_Aim of the task_
Start at the first line of the material. Repeat each line exactly through the one containing "use liturgia_core::test_support::event;", then stop.
•••
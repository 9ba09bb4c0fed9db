use liturgia_core::{EventQuery, EventSource, FetchedEvents, SourceError};
use liturgia_db::SqliteEventStore;
use liturgia_rest::RestEventSource;

/// The event source picked at startup.
pub enum AnyEventSource {
    Sqlite(SqliteEventStore),
    Rest(RestEventSource),
}

impl AnyEventSource {
    pub fn kind(&self) -> &'static str {
        match self {
            AnyEventSource::Sqlite(_) => "sqlite",
            AnyEventSource::Rest(_) => "rest",
        }
    }
}

impl EventSource for AnyEventSource {
    async fn fetch(&self, query: &EventQuery) -> Result<FetchedEvents, SourceError> {
        match self {
            AnyEventSource::Sqlite(store) => store.fetch(query).await,
            AnyEventSource::Rest(client) => client.fetch(query).await,
        }
    }
}
#[cfg(test)]
mod tests {
    use super::*;
    use crate::clock::FixedClock;
    use liturgia_core::test_support::event;
    use liturgia_core::{FetchedEvents, InMemoryEventSource, RecordError};

    fn date(s: &str) -> CanonicalDate {
        s.parse().unwrap()
    }

    fn engine_on(
        today: &str,
        events: Vec<LiturgicalEvent>,
    ) -> (Arc<InMemoryEventSource>, CalendarEngine<InMemoryEventSource, FixedClock>) {
        let source = Arc::new(InMemoryEventSource::with_events(events));
        let engine = CalendarEngine::with_clock(
            source.clone(),
            FixedClock(date(today)),
            EngineOptions::default(),
        );
        (source, engine)
    }

    /// Returns events for every query, including ones on other days.
    struct LeakySource(Vec<LiturgicalEvent>);

    impl EventSource for LeakySource {
        async fn fetch(&self, _query: &EventQuery) -> Result<FetchedEvents, SourceError> {
            Ok(FetchedEvents::new(self.0.clone()))
        }
    }

    struct SlowSource;

    impl EventSource for SlowSource {
        async fn fetch(&self, _query: &EventQuery) -> Result<FetchedEvents, SourceError> {
            tokio::time::sleep(Duration::from_secs(60)).await;
            Ok(FetchedEvents::default())
        }
    }

    #[tokio::test]
    async fn test_christmas_day_view() {
        let mut christmas = event("navidad", "2025-12-25", 10);
        christmas.liturgical_color = LiturgicalColor::Blanco;
        christmas.celebration_type = CelebrationType::Solemnity;
        let (_, engine) = engine_on("2025-06-01", vec![christmas]);

        let day = engine.day(Some("2025-12-25".into())).await.unwrap();
        assert!(!day.is_degraded());
        assert_eq!(day.value.season.season, Season::Navidad);
        assert_eq!(day.value.season.color, LiturgicalColor::Blanco);
        assert_eq!(day.value.color, LiturgicalColor::Blanco);
        assert_eq!(day.value.winning_event.unwrap().id, "navidad");
        assert_eq!(day.value.saints.len(), 1);
    }

    #[tokio::test]
    async fn test_highest_rank_sets_color() {
        let mut ordinary = event("a", "2025-08-15", 3);
        ordinary.liturgical_color = LiturgicalColor::Verde;
        let mut solemn = event("b", "2025-08-15", 9);
        solemn.liturgical_color = LiturgicalColor::Dorado;
        let (_, engine) = engine_on("2025-06-01", vec![ordinary, solemn]);

        let color = engine
            .liturgical_color(Some("2025-08-15".into()))
            .await
            .unwrap();
        assert_eq!(color.value, LiturgicalColor::Dorado);
    }

    #[tokio::test]
    async fn test_empty_day_uses_season_color() {
        let (_, engine) = engine_on("2025-06-01", vec![]);
        let day = engine.day(Some("2025-12-10".into())).await.unwrap();
        assert_eq!(day.value.color, LiturgicalColor::Morado);
        assert!(day.value.winning_event.is_none());
        assert!(day.value.events.is_empty());
        assert!(day.issues.is_empty());
    }

    #[tokio::test]
    async fn test_invalid_date_falls_back_to_today() {
        let (_, engine) = engine_on("2025-01-10", vec![event("x", "2025-01-10", 4)]);

        let day = engine.day(Some("25/12/2025".into())).await.unwrap();
        assert_eq!(day.value.date, date("2025-01-10"));
        assert_eq!(day.value.season.season, Season::Navidad);
        assert_eq!(day.value.events.len(), 1);
        assert_eq!(
            day.issues,
            vec![CalendarIssue::InvalidDateFormat {
                input: "25/12/2025".to_string()
            }]
        );
    }

    #[test]
    fn test_missing_date_is_today_without_issue() {
        let (_, engine) = engine_on("2025-03-15", vec![]);
        let season = engine.season(None);
        assert!(season.issues.is_empty());
        assert_eq!(season.value.season, Season::Cuaresma);
    }

    #[tokio::test]
    async fn test_source_failure_degrades() {
        let (source, engine) = engine_on("2025-06-01", vec![event("a", "2025-12-08", 10)]);
        source.fail_with(Some(SourceError::Unavailable("connection refused".to_string())));

        let day = engine.day(Some("2025-12-08".into())).await.unwrap();
        assert!(day.value.events.is_empty());
        assert_eq!(day.value.season.season, Season::Adviento);
        assert_eq!(day.value.color, LiturgicalColor::Morado);
        assert!(matches!(
            day.issues.as_slice(),
            [CalendarIssue::EventSourceUnavailable { .. }]
        ));
    }

    #[tokio::test]
    async fn test_malformed_record_is_skipped_and_reported() {
        let mut good = event("good", "2025-02-10", 4);
        good.liturgical_color = LiturgicalColor::Blanco;
        let (source, engine) = engine_on("2025-06-01", vec![good]);
        source.reject(RecordError::UnknownVariant {
            id: "bad".to_string(),
            field: "liturgical_color",
            value: "Azul".to_string(),
        });

        let day = engine.day(Some("2025-02-10".into())).await.unwrap();
        assert_eq!(day.value.events.len(), 1);
        assert_eq!(day.value.color, LiturgicalColor::Blanco);
        assert_eq!(day.value.winning_event.unwrap().id, "good");
        assert!(matches!(
            day.issues.as_slice(),
            [CalendarIssue::MalformedRecord { reason }] if reason.contains("Azul")
        ));

        let stats = engine.statistics(Some(YearRange::single(2025))).await.unwrap();
        assert_eq!(stats.value.total_events, 1);
        assert_eq!(stats.issues.len(), 1);
    }

    #[tokio::test]
    async fn test_undecodable_response_is_fatal() {
        let (source, engine) = engine_on("2025-06-01", vec![]);
        let broken = RecordError::Undecodable("expected a list".to_string());
        source.fail_with(Some(SourceError::Malformed(broken.clone())));

        let result = engine.events_on(None).await;
        assert_eq!(result, Err(EngineError::ContractViolation(broken)));
    }

    #[tokio::test(start_paused = true)]
    async fn test_slow_source_times_out() {
        let engine = CalendarEngine::with_clock(
            Arc::new(SlowSource),
            FixedClock(date("2025-06-01")),
            EngineOptions {
                source_timeout: Duration::from_millis(250),
                ..EngineOptions::default()
            },
        );

        let events = engine.events_on(None).await.unwrap();
        assert!(events.value.is_empty());
        assert!(matches!(
            events.issues.as_slice(),
            [CalendarIssue::EventSourceUnavailable { .. }]
        ));
    }

    #[tokio::test]
    async fn test_rows_outside_request_are_dropped() {
        let source = Arc::new(LeakySource(vec![
            event("right", "2025-07-16", 9),
            event("wrong", "2025-07-17", 10),
        ]));
        let engine = CalendarEngine::with_clock(
            source,
            FixedClock(date("2025-06-01")),
            EngineOptions::default(),
        );

        let day = engine.day(Some("2025-07-16".into())).await.unwrap();
        assert_eq!(day.value.events.len(), 1);
        assert_eq!(day.value.winning_event.unwrap().id, "right");
    }

    #[tokio::test]
    async fn test_upcoming_window() {
        let mut local = event("local", "2025-09-18", 2);
        local.is_local_celebration = true;
        let (_, engine) = engine_on(
            "2025-09-01",
            vec![
                event("yesterday", "2025-08-31", 10),
                event("minor", "2025-09-05", 4),
                event("major", "2025-09-14", 8),
                local,
                event("edge", "2025-10-01", 9),
                event("beyond", "2025-10-02", 10),
            ],
        );

        let upcoming = engine.upcoming(30, false).await.unwrap().value;
        let ids: Vec<_> = upcoming.iter().map(|e| e.id.as_str()).collect();
        assert_eq!(ids, ["major", "local", "edge"]);
        for e in &upcoming {
            assert!(e.date >= date("2025-09-01") && e.date <= date("2025-10-01"));
        }

        let local_only = engine.upcoming(30, true).await.unwrap().value;
        assert_eq!(local_only.len(), 1);
        assert_eq!(local_only[0].id, "local");
    }

    #[tokio::test]
    async fn test_month_events_february() {
        let (_, engine) = engine_on(
            "2025-06-01",
            vec![
                event("jan", "2025-01-31", 5),
                event("first", "2025-02-01", 5),
                event("last", "2025-02-28", 5),
                event("mar", "2025-03-01", 5),
            ],
        );

        let feb = engine.month_events(2025, 2).await.unwrap();
        let ids: Vec<_> = feb.value.iter().map(|e| e.id.as_str()).collect();
        assert_eq!(ids, ["first", "last"]);
    }

    #[tokio::test]
    async fn test_invalid_month_uses_current_month() {
        let (_, engine) = engine_on("2025-06-10", vec![event("june", "2025-06-20", 5)]);

        let grid = engine
            .month_grid(2025, 13, GridOptions::default())
            .await
            .unwrap();
        assert_eq!(grid.value.month, 6);
        assert_eq!(grid.value.days.len(), 30);
        assert_eq!(grid.value.day(20).unwrap().total, 1);
        assert_eq!(
            grid.issues,
            vec![CalendarIssue::InvalidDateFormat {
                input: "2025-13".to_string()
            }]
        );
    }

    #[tokio::test]
    async fn test_overview_joins_day_and_upcoming() {
        let (_, engine) = engine_on(
            "2025-11-01",
            vec![
                event("santos", "2025-11-01", 10),
                event("difuntos", "2025-11-02", 9),
            ],
        );

        let overview = engine.overview(None, None).await.unwrap();
        assert_eq!(overview.value.day.date, date("2025-11-01"));
        assert_eq!(overview.value.day.events.len(), 1);
        assert_eq!(overview.value.upcoming.len(), 2);
    }

    #[tokio::test]
    async fn test_overview_collects_issues_from_both_branches() {
        let (source, engine) = engine_on("2025-11-01", vec![]);
        source.fail_with(Some(SourceError::Unavailable("down".to_string())));

        let overview = engine.overview(Some("garbage".into()), Some(7)).await.unwrap();
        assert_eq!(overview.issues.len(), 3);
        assert_eq!(overview.value.day.season.season, Season::TiempoOrdinario);
    }

    #[tokio::test]
    async fn test_year_queries_default_to_current_year() {
        let mut local = event("carmen", "2025-07-16", 9);
        local.is_local_celebration = true;
        local.title = "Virgen del Carmen".to_string();
        let mut old = event("old", "2024-07-16", 9);
        old.is_local_celebration = true;
        let (_, engine) = engine_on("2025-03-01", vec![local, old]);

        let this_year = engine.local_celebrations(None).await.unwrap().value;
        assert_eq!(this_year.len(), 1);

        let both = engine
            .local_celebrations(Some(YearRange::new(2024, 2025)))
            .await
            .unwrap()
            .value;
        assert_eq!(both.len(), 2);

        let found = engine.search("CARMEN", None).await.unwrap().value;
        assert_eq!(found[0].id, "carmen");
        assert!(engine.search("   ", None).await.unwrap().value.is_empty());
    }

    #[tokio::test]
    async fn test_statistics_for_year() {
        let mut advent = event("a", "2025-12-08", 10);
        advent.liturgical_season = Season::Adviento;
        let (_, engine) = engine_on(
            "2025-01-01",
            vec![advent, event("b", "2025-06-01", 3), event("c", "2026-01-01", 9)],
        );

        let stats = engine.statistics(None).await.unwrap().value;
        assert_eq!(stats.total_events, 2);
        assert_eq!(stats.major_celebrations, 1);
        assert_eq!(stats.count_for_season(Season::Adviento), 1);
    }

    #[tokio::test]
    async fn test_events_in_range_reversed_is_empty() {
        let (_, engine) = engine_on("2025-01-01", vec![event("a", "2025-05-05", 1)]);
        let none = engine
            .events_in_range("2025-05-10".into(), "2025-05-01".into())
            .await
            .unwrap();
        assert!(none.value.is_empty());

        let some = engine
            .events_in_range("2025-05-01".into(), "2025-05-10T08:00:00Z".into())
            .await
            .unwrap();
        assert_eq!(some.value.len(), 1);
    }
}
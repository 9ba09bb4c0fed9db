//! Liturgia Engine - Calendar queries over an event source.
//!
//! [`CalendarEngine`] combines the pure rules from `liturgia-core` with
//! facts fetched through an [`EventSource`](liturgia_core::EventSource),
//! bounding every fetch by a timeout and degrading source failures into
//! reported [`CalendarIssue`]s.

pub mod clock;
pub mod engine;
pub mod error;
pub mod views;

pub use clock::{Clock, FixedClock, SystemClock};
pub use engine::{CalendarEngine, EngineOptions, EngineResult};
pub use error::{CalendarIssue, EngineError, Resolution};
pub use views::{DayView, Overview};
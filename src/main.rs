use tower_http::cors::CorsLayer;
use tracing_subscriber::{layer::SubscriberExt, util::SubscriberInitExt};

use liturgia::{create_router, AnyEventSource, AppState, Config};
use liturgia_db::{init_pool, run_migrations, SqliteEventStore};
use liturgia_rest::{RestConfig, RestEventSource};

#[tokio::main]
async fn main() {
    // Initialize tracing
    tracing_subscriber::registry()
        .with(tracing_subscriber::fmt::layer())
        .init();

    // Load configuration
    let config = match Config::from_env() {
        Ok(c) => c,
        Err(e) => {
            eprintln!("Configuration error: {}", e);
            eprintln!("Optional: LITURGIA_LISTEN_ADDR (default: 0.0.0.0:3000)");
            eprintln!("Optional: DATABASE_URL (default: sqlite://liturgia.db)");
            eprintln!("Optional: LITURGIA_REMOTE_URL + LITURGIA_REMOTE_KEY");
            eprintln!("Optional: LITURGIA_SOURCE_TIMEOUT_MS, LITURGIA_MAX_EVENTS_PER_DAY, LITURGIA_UPCOMING_DAYS, LITURGIA_SEASON_RULES");
            std::process::exit(1);
        }
    };

    tracing::info!("Starting Liturgia server");
    tracing::info!("Listen address: {}", config.listen_addr);
    tracing::info!("Season rules: {:?}", config.season_rules);

    let source = match &config.remote {
        Some(remote) => {
            tracing::info!("Event source: {}", remote.url);
            AnyEventSource::Rest(RestEventSource::new(RestConfig::new(
                remote.url.clone(),
                remote.api_key.clone(),
            )))
        }
        None => {
            tracing::info!("Database: {}", config.database_url);

            let pool = match init_pool(&config.database_url).await {
                Ok(pool) => pool,
                Err(e) => {
                    eprintln!("Database connection error: {}", e);
                    std::process::exit(1);
                }
            };

            if let Err(e) = run_migrations(&pool).await {
                eprintln!("Migration error: {}", e);
                std::process::exit(1);
            }
            tracing::info!("Database migrations completed");

            AnyEventSource::Sqlite(SqliteEventStore::new(pool))
        }
    };
    tracing::info!("Using {} event source", source.kind());

    // Create app state
    let state = AppState::new(source, config.engine_options());

    // Build router
    let app = create_router(state).layer(CorsLayer::permissive());

    // Start server
    let listener = tokio::net::TcpListener::bind(&config.listen_addr)
        .await
        .expect("Failed to bind to address");

    tracing::info!("Server running at http://{}", config.listen_addr);

    axum::serve(listener, app).await.expect("Server error");
}
//! Liturgia DB - SQLite event source.
//!
//! Holds the `liturgical_calendar` fact table and answers
//! [`EventQuery`](liturgia_core::EventQuery) reads against it.

pub mod event_store;
pub mod pool;

pub use event_store::{insert_event, SqliteEventStore};
pub use pool::{init_pool, run_migrations};
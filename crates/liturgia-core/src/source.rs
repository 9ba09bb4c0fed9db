use std::future::Future;

use crate::error::{RecordError, SourceError};
use crate::event::{EventRow, LiturgicalEvent};
use crate::query::EventQuery;

/// What one source call produced: the valid events and the records that
/// failed validation and were skipped.
#[derive(Debug, Clone, Default, PartialEq, Eq)]
pub struct FetchedEvents {
    pub events: Vec<LiturgicalEvent>,
    pub rejected: Vec<RecordError>,
}

impl FetchedEvents {
    pub fn new(events: Vec<LiturgicalEvent>) -> Self {
        Self {
            events,
            rejected: Vec::new(),
        }
    }

    /// Validate rows one at a time. A bad row never hides the good ones.
    pub fn from_rows(rows: impl IntoIterator<Item = EventRow>) -> Self {
        let mut fetched = Self::default();
        for row in rows {
            match LiturgicalEvent::try_from(row) {
                Ok(event) => fetched.events.push(event),
                Err(e) => fetched.rejected.push(e),
            }
        }
        fetched
    }
}

/// The external fact table the engine reads celebrations from.
///
/// Implementations must return events matching the query in the order
/// [`EventQuery::sort`] defines. Rows that violate the event contract go to
/// [`FetchedEvents::rejected`]; whole-call failures map onto [`SourceError`]:
/// `Unavailable` for transport or store failures, `Malformed` for a response
/// that cannot be decoded at all.
pub trait EventSource: Send + Sync {
    fn fetch(
        &self,
        query: &EventQuery,
    ) -> impl Future<Output = Result<FetchedEvents, SourceError>> + Send;
}

impl<S: EventSource> EventSource for std::sync::Arc<S> {
    fn fetch(
        &self,
        query: &EventQuery,
    ) -> impl Future<Output = Result<FetchedEvents, SourceError>> + Send {
        (**self).fetch(query)
    }
}

// In-memory implementation for testing
#[cfg(any(test, feature = "test-utils"))]
pub mod memory {
    use super::*;
    use std::sync::RwLock;

    /// In-memory event source for testing.
    #[derive(Default)]
    pub struct InMemoryEventSource {
        events: RwLock<Vec<LiturgicalEvent>>,
        rejected: RwLock<Vec<RecordError>>,
        failure: RwLock<Option<SourceError>>,
    }

    impl InMemoryEventSource {
        pub fn new() -> Self {
            Self::default()
        }

        pub fn with_events(events: impl IntoIterator<Item = LiturgicalEvent>) -> Self {
            let source = Self::new();
            source.events.write().unwrap().extend(events);
            source
        }

        pub fn insert(&self, event: LiturgicalEvent) {
            self.events.write().unwrap().push(event);
        }

        /// Report `error` as a skipped record on every following fetch.
        pub fn reject(&self, error: RecordError) {
            self.rejected.write().unwrap().push(error);
        }

        /// Make every following fetch fail with `error` (or succeed again with `None`).
        pub fn fail_with(&self, error: Option<SourceError>) {
            *self.failure.write().unwrap() = error;
        }
    }

    impl EventSource for InMemoryEventSource {
        async fn fetch(&self, query: &EventQuery) -> Result<FetchedEvents, SourceError> {
            if let Some(error) = self.failure.read().unwrap().clone() {
                return Err(error);
            }

            let mut found: Vec<LiturgicalEvent> = self
                .events
                .read()
                .unwrap()
                .iter()
                .filter(|e| query.matches(e))
                .cloned()
                .collect();
            query.sort(&mut found);
            Ok(FetchedEvents {
                events: found,
                rejected: self.rejected.read().unwrap().clone(),
            })
        }
    }

}

#[cfg(test)]
mod tests {
    use super::*;

    fn row(id: &str, color: &str) -> EventRow {
        EventRow {
            id: id.to_string(),
            date: "2025-02-10".to_string(),
            title: "Santa Escolástica".to_string(),
            celebration_type: "memorial".to_string(),
            liturgical_season: "Tiempo Ordinario".to_string(),
            liturgical_color: color.to_string(),
            rank: 4,
            ..EventRow::default()
        }
    }

    #[test]
    fn test_from_rows_keeps_valid_rows() {
        let fetched =
            FetchedEvents::from_rows([row("good", "Blanco"), row("bad", "Azul"), row("also", "Verde")]);

        let ids: Vec<_> = fetched.events.iter().map(|e| e.id.as_str()).collect();
        assert_eq!(ids, ["good", "also"]);
        assert!(matches!(
            fetched.rejected.as_slice(),
            [RecordError::UnknownVariant { id, .. }] if id == "bad"
        ));
    }
}
use axum::{
    http::StatusCode,
    response::{IntoResponse, Response},
    Json,
};
use serde::{Deserialize, Serialize};

use liturgia_core::{DateInput, YearRange};
use liturgia_engine::{CalendarIssue, EngineError, Resolution};

/// Body of every calendar response. `issues` is empty unless the answer degraded.
#[derive(Debug, Serialize)]
pub struct ApiResponse<T> {
    pub data: T,
    pub issues: Vec<CalendarIssue>,
}

impl<T> From<Resolution<T>> for ApiResponse<T> {
    fn from(r: Resolution<T>) -> Self {
        Self {
            data: r.value,
            issues: r.issues,
        }
    }
}

/// Query parameters naming a single day; absent means today.
#[derive(Debug, Deserialize)]
pub struct DateQuery {
    pub date: Option<String>,
}

impl DateQuery {
    pub fn input(self) -> Option<DateInput> {
        self.date.map(DateInput::from)
    }
}

#[derive(Debug, Deserialize)]
pub struct TodayQuery {
    pub days: Option<u32>,
}

#[derive(Debug, Deserialize)]
pub struct UpcomingQuery {
    pub days: Option<u32>,
    #[serde(default)]
    pub local_only: bool,
}

#[derive(Debug, Deserialize)]
pub struct MonthQuery {
    pub filter: Option<String>,
    pub max_per_day: Option<usize>,
}

/// `year` alone is one year; `year` and `to_year` an inclusive span.
#[derive(Debug, Deserialize)]
pub struct YearQuery {
    pub year: Option<i32>,
    pub to_year: Option<i32>,
}

impl YearQuery {
    pub fn years(&self) -> Option<YearRange> {
        year_span(self.year, self.to_year)
    }
}

#[derive(Debug, Deserialize)]
pub struct SearchQuery {
    #[serde(default)]
    pub q: String,
    pub year: Option<i32>,
    pub to_year: Option<i32>,
}

impl SearchQuery {
    pub fn years(&self) -> Option<YearRange> {
        year_span(self.year, self.to_year)
    }
}

fn year_span(year: Option<i32>, to_year: Option<i32>) -> Option<YearRange> {
    match (year, to_year) {
        (None, None) => None,
        (Some(y), None) | (None, Some(y)) => Some(YearRange::single(y)),
        (Some(a), Some(b)) => Some(YearRange::new(a, b)),
    }
}

#[derive(Debug, Serialize)]
struct ErrorBody {
    error: String,
}

/// Failures a calendar handler turns into an error status.
#[derive(Debug)]
pub enum ApiError {
    BadRequest(String),
    Engine(EngineError),
}

impl From<EngineError> for ApiError {
    fn from(e: EngineError) -> Self {
        ApiError::Engine(e)
    }
}

impl IntoResponse for ApiError {
    fn into_response(self) -> Response {
        let (status, error) = match self {
            ApiError::BadRequest(msg) => (StatusCode::BAD_REQUEST, msg),
            ApiError::Engine(e) => {
                tracing::error!("Calendar request failed: {}", e);
                (StatusCode::INTERNAL_SERVER_ERROR, e.to_string())
            }
        };
        (status, Json(ErrorBody { error })).into_response()
    }
}

#[cfg(test)]
mod tests {
    use super::*;

    #[test]
    fn test_year_span() {
        assert_eq!(year_span(None, None), None);
        assert_eq!(year_span(Some(2025), None), Some(YearRange::single(2025)));
        assert_eq!(year_span(None, Some(2024)), Some(YearRange::single(2024)));
        assert_eq!(
            year_span(Some(2026), Some(2024)),
            Some(YearRange::new(2024, 2026))
        );
    }
}
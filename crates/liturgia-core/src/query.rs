use std::cmp::Ordering;
use std::fmt;

use crate::date::{CanonicalDate, DateRange};
use crate::event::{CelebrationType, LiturgicalEvent, Season};

/// A read against the fact table. Every source answers every variant.
#[derive(Debug, Clone, PartialEq, Eq)]
pub enum EventQuery {
    /// Events on one day, rank descending.
    OnDate(CanonicalDate),
    /// Events in an inclusive range, date ascending then rank descending.
    InRange(DateRange),
    ByType {
        celebration_type: CelebrationType,
        range: DateRange,
    },
    BySeason { season: Season, range: DateRange },
    ByLocality { is_local: bool, range: DateRange },
    /// Case-insensitive substring over title, description and patron.
    /// Rank descending, then date ascending.
    Search { text: String, range: DateRange },
}

impl EventQuery {
    /// The day span the query is restricted to.
    pub fn range(&self) -> DateRange {
        match self {
            EventQuery::OnDate(date) => DateRange::single(*date),
            EventQuery::InRange(range)
            | EventQuery::ByType { range, .. }
            | EventQuery::BySeason { range, .. }
            | EventQuery::ByLocality { range, .. }
            | EventQuery::Search { range, .. } => *range,
        }
    }

    pub fn matches(&self, event: &LiturgicalEvent) -> bool {
        if !self.range().contains(event.date) {
            return false;
        }
        match self {
            EventQuery::OnDate(_) | EventQuery::InRange(_) => true,
            EventQuery::ByType {
                celebration_type, ..
            } => event.celebration_type == *celebration_type,
            EventQuery::BySeason { season, .. } => event.liturgical_season == *season,
            EventQuery::ByLocality { is_local, .. } => event.is_local_celebration == *is_local,
            EventQuery::Search { text, .. } => {
                let needle = text.to_lowercase();
                contains_folded(&event.title, &needle)
                    || event
                        .description
                        .as_deref()
                        .is_some_and(|d| contains_folded(d, &needle))
                    || event
                        .patron_of
                        .as_deref()
                        .is_some_and(|p| contains_folded(p, &needle))
            }
        }
    }

    /// Order results the way the query promises. The sort is stable.
    pub fn sort(&self, events: &mut [LiturgicalEvent]) {
        match self {
            EventQuery::Search { .. } => events.sort_by(rank_then_date),
            _ => events.sort_by(date_then_rank),
        }
    }
}

impl fmt::Display for EventQuery {
    fn fmt(&self, f: &mut fmt::Formatter<'_>) -> fmt::Result {
        match self {
            EventQuery::OnDate(date) => write!(f, "on {}", date),
            EventQuery::InRange(range) => write!(f, "in {}", range),
            EventQuery::ByType {
                celebration_type,
                range,
            } => write!(f, "type={} in {}", celebration_type, range),
            EventQuery::BySeason { season, range } => write!(f, "season={} in {}", season, range),
            EventQuery::ByLocality { is_local, range } => {
                write!(f, "local={} in {}", is_local, range)
            }
            EventQuery::Search { text, range } => write!(f, "search {:?} in {}", text, range),
        }
    }
}

fn contains_folded(haystack: &str, needle_lower: &str) -> bool {
    haystack.to_lowercase().contains(needle_lower)
}

fn date_then_rank(a: &LiturgicalEvent, b: &LiturgicalEvent) -> Ordering {
    a.date.cmp(&b.date).then(b.rank.cmp(&a.rank))
}

fn rank_then_date(a: &LiturgicalEvent, b: &LiturgicalEvent) -> Ordering {
    b.rank.cmp(&a.rank).then(a.date.cmp(&b.date))
}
•••
_Answer to this task_
repository 9ba09bb4c0fed9db
use liturgia_core::{EventQuery, EventSource, FetchedEvents, SourceError};
use liturgia_db::SqliteEventStore;
use liturgia_rest::RestEventSource;

/// The event source picked at startup.
pub enum AnyEventSource {
    Sqlite(SqliteEventStore),
    Rest(RestEventSource),
}

impl AnyEventSource {
    pub fn kind(&self) -> &'static str {
        match self {
            AnyEventSource::Sqlite(_) => "sqlite",
            AnyEventSource::Rest(_) => "rest",
        }
    }
}

impl EventSource for AnyEventSource {
    async fn fetch(&self, query: &EventQuery) -> Result<FetchedEvents, SourceError> {
        match self {
            AnyEventSource::Sqlite(store) => store.fetch(query).await,
            AnyEventSource::Rest(client) => client.fetch(query).await,
        }
    }
}
#[cfg(test)]
mod tests {
    use super::*;
    use crate::clock::FixedClock;
    use liturgia_core::test_support::event;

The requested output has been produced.